TASK STATEMENT: Task for the records below: count the lines that contain the word "fine" and give only that number.

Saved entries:
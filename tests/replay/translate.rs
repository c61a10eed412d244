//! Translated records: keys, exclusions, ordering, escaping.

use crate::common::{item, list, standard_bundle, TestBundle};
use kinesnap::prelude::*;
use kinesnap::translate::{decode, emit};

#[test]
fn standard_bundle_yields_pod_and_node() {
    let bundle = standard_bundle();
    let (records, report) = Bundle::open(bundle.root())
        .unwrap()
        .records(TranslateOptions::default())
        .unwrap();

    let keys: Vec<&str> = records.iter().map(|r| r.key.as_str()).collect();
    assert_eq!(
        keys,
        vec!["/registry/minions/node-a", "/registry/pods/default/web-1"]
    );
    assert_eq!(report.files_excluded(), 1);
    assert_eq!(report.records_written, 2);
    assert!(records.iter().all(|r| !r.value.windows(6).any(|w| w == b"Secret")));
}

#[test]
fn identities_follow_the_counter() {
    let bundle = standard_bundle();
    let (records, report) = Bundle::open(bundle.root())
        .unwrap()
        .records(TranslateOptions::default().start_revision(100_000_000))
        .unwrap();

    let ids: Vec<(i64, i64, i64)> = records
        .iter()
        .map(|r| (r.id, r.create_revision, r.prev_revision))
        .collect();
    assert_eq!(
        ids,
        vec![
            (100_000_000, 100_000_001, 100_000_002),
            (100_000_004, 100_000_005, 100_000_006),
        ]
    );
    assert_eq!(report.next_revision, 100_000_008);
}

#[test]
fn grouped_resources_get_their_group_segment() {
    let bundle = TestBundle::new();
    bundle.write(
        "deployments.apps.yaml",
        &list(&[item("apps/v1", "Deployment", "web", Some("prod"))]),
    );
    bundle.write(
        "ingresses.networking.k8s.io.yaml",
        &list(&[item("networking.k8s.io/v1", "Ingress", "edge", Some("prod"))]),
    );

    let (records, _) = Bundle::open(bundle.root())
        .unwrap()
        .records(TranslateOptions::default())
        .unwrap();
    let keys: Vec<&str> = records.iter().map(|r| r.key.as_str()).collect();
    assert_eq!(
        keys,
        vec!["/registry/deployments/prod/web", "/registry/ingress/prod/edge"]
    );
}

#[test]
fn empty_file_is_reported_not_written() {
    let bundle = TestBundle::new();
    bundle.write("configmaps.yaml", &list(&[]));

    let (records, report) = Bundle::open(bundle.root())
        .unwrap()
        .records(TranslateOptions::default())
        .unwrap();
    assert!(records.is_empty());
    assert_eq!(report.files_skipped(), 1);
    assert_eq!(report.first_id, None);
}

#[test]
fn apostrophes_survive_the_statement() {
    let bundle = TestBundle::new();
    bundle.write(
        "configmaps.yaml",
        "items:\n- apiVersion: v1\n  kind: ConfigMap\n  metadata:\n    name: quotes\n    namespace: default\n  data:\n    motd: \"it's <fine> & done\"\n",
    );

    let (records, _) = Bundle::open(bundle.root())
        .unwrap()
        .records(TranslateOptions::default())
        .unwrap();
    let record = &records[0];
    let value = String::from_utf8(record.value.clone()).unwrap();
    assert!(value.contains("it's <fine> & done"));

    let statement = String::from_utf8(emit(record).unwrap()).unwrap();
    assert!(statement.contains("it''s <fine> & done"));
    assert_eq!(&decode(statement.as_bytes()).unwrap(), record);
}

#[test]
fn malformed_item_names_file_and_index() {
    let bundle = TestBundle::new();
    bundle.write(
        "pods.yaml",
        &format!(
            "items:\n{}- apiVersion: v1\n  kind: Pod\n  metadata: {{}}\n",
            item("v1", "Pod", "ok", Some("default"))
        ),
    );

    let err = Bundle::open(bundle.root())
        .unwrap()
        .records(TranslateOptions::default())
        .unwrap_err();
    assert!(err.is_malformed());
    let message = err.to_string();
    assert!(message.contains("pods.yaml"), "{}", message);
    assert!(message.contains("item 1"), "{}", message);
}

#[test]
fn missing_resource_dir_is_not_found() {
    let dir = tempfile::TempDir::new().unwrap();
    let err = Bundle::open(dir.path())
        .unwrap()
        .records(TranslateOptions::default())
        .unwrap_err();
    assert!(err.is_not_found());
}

TASK SOLUTION: 3